Scan the records beneath this line for the line holding "let start = Instant::now();" and the line holding "let indexed: Vec<(usize, Option<R>)>", then transcribe exactly those two and all lines between.

Source information:
# # # #
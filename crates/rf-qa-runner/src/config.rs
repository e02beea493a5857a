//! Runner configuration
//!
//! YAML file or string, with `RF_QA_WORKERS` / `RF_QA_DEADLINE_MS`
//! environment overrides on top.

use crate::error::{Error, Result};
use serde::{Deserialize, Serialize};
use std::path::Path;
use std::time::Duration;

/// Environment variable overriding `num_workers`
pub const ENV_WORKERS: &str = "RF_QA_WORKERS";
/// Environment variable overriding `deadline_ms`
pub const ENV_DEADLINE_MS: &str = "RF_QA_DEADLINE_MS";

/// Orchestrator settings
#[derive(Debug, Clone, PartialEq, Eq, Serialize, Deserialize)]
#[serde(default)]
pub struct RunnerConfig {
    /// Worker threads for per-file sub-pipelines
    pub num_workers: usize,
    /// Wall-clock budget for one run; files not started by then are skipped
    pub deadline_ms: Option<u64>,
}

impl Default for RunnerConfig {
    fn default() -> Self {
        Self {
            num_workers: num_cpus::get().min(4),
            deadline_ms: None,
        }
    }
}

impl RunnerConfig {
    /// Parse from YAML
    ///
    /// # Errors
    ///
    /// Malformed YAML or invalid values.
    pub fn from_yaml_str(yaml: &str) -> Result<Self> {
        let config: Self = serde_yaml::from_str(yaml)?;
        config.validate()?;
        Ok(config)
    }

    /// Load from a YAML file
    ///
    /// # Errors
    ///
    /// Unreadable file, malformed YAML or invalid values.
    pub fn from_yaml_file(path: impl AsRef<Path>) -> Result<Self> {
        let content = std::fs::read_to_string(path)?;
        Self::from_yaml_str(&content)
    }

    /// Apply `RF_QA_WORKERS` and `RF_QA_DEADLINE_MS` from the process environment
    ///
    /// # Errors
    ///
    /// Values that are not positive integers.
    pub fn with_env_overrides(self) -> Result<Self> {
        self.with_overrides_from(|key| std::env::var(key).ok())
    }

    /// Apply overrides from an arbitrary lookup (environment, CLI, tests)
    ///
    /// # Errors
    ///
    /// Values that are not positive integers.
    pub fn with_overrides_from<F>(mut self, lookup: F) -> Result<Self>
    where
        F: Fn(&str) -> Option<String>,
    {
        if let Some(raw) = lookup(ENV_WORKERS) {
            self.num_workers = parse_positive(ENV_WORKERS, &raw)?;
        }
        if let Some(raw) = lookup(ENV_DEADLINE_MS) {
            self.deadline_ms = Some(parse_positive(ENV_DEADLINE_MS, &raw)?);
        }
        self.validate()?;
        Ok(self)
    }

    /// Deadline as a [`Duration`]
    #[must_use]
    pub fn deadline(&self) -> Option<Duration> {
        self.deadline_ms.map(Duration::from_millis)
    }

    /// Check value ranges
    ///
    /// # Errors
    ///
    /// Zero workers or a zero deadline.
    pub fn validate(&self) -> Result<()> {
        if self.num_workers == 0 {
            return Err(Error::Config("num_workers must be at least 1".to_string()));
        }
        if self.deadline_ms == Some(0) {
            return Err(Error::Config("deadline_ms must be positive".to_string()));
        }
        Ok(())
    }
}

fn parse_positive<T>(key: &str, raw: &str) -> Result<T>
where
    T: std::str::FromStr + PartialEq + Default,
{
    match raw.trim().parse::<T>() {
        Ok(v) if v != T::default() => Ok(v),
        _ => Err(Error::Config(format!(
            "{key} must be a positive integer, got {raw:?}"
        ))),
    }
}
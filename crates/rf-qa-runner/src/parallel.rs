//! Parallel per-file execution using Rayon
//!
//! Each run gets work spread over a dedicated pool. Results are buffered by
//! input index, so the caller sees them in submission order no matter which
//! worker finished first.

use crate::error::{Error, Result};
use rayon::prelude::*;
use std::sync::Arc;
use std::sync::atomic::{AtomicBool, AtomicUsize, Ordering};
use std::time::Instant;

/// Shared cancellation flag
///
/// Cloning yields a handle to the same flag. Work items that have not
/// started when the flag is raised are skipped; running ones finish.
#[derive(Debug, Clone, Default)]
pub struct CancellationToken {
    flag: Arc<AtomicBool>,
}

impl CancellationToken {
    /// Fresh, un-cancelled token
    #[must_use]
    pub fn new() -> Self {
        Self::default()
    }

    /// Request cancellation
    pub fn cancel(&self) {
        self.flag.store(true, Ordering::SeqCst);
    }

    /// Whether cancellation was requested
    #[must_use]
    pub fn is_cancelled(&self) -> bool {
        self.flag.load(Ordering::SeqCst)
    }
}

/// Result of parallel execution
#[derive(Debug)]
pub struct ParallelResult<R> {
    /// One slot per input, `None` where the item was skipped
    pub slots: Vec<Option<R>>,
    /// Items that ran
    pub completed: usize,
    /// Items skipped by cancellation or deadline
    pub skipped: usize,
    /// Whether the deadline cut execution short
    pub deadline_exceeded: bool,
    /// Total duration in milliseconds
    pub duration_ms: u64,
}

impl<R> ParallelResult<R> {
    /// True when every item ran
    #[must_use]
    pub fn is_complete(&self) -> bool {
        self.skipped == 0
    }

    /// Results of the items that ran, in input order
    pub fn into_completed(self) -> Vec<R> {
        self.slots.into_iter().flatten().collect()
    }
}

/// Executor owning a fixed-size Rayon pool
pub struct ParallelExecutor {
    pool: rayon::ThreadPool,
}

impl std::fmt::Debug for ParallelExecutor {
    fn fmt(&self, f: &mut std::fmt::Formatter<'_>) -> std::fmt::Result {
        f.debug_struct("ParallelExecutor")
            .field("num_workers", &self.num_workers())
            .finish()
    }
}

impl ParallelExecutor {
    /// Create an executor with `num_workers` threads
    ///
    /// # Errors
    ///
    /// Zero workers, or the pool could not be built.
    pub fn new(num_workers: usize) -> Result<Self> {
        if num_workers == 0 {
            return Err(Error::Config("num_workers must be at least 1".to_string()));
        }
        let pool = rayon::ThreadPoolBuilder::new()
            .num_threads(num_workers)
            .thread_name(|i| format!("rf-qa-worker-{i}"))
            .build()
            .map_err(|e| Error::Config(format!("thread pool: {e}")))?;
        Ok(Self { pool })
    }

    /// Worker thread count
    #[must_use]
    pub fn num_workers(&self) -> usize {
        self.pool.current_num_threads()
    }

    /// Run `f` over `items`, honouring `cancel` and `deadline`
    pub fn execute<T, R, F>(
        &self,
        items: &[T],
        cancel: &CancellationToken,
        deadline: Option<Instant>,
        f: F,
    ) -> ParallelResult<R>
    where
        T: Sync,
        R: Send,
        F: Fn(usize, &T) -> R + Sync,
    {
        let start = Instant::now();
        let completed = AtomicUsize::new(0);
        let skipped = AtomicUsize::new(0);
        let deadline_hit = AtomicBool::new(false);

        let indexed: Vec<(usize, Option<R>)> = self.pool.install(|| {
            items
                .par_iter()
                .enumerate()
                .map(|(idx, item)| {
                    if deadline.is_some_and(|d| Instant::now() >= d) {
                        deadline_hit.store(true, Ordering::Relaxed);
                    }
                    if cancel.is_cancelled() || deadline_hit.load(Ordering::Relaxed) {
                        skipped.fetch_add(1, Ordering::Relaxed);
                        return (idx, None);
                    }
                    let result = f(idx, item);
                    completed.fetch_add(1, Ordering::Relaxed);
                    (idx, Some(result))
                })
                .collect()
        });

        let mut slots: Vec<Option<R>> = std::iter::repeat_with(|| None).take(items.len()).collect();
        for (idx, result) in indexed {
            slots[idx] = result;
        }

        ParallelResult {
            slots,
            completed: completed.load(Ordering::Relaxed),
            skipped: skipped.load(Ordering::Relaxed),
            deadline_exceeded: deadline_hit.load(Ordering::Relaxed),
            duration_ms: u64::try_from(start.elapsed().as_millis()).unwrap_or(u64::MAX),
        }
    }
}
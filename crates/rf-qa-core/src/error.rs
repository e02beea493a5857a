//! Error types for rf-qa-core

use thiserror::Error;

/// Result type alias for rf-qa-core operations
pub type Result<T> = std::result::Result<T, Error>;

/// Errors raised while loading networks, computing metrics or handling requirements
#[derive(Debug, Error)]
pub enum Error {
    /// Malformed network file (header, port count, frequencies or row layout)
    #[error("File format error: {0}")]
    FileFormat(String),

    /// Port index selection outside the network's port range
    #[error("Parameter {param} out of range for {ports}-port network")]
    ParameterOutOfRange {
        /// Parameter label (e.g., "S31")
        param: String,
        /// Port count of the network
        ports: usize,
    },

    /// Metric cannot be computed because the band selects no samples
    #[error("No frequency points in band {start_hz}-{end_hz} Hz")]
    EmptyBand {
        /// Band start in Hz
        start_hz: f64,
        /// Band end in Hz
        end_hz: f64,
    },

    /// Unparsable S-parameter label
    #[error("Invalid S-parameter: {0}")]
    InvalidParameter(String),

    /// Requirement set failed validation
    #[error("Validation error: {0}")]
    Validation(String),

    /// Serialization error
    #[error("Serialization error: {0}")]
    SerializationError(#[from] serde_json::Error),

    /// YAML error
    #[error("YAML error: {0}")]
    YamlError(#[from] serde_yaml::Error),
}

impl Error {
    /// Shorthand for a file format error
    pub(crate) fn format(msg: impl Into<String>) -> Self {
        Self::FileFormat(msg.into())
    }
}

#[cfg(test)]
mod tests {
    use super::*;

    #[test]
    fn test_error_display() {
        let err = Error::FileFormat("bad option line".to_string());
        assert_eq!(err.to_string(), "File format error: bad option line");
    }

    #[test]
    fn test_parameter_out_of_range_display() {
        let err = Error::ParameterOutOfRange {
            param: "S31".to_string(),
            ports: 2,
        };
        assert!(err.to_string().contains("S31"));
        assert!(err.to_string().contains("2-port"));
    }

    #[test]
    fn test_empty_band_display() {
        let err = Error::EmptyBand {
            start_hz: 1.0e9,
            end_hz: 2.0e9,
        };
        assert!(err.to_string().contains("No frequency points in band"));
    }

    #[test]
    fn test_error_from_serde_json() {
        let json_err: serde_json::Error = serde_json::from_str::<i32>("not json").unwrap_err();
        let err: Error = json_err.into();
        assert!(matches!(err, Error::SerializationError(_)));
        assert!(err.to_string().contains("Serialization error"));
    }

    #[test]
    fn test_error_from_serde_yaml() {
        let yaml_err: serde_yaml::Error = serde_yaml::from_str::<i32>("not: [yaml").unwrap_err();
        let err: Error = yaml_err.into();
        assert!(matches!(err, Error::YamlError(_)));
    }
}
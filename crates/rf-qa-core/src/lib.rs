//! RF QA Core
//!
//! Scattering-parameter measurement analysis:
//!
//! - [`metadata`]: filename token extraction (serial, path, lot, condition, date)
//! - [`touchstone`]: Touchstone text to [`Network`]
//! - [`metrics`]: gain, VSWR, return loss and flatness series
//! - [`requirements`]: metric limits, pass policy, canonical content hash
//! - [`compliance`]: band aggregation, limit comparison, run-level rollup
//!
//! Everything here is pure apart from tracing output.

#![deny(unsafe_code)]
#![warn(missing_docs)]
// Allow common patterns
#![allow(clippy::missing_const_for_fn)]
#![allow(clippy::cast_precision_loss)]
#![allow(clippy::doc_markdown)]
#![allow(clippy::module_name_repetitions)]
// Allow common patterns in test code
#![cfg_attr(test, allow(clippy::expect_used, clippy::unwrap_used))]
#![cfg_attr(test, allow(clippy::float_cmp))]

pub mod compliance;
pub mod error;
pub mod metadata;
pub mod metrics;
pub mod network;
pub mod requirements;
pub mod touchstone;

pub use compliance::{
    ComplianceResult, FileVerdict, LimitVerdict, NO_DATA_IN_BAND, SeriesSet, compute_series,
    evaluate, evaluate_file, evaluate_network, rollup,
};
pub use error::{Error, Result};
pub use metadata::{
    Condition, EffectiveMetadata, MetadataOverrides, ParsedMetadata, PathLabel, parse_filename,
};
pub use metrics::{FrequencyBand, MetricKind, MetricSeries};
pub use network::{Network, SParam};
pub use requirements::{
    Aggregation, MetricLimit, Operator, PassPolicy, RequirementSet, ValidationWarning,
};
# # # #
Result below:
        let start = Instant::now();
        let completed = AtomicUsize::new(0);
        let skipped = AtomicUsize::new(0);
        let deadline_hit = AtomicBool::new(false);

        let indexed: Vec<(usize, Option<R>)> = self.pool.install(|| {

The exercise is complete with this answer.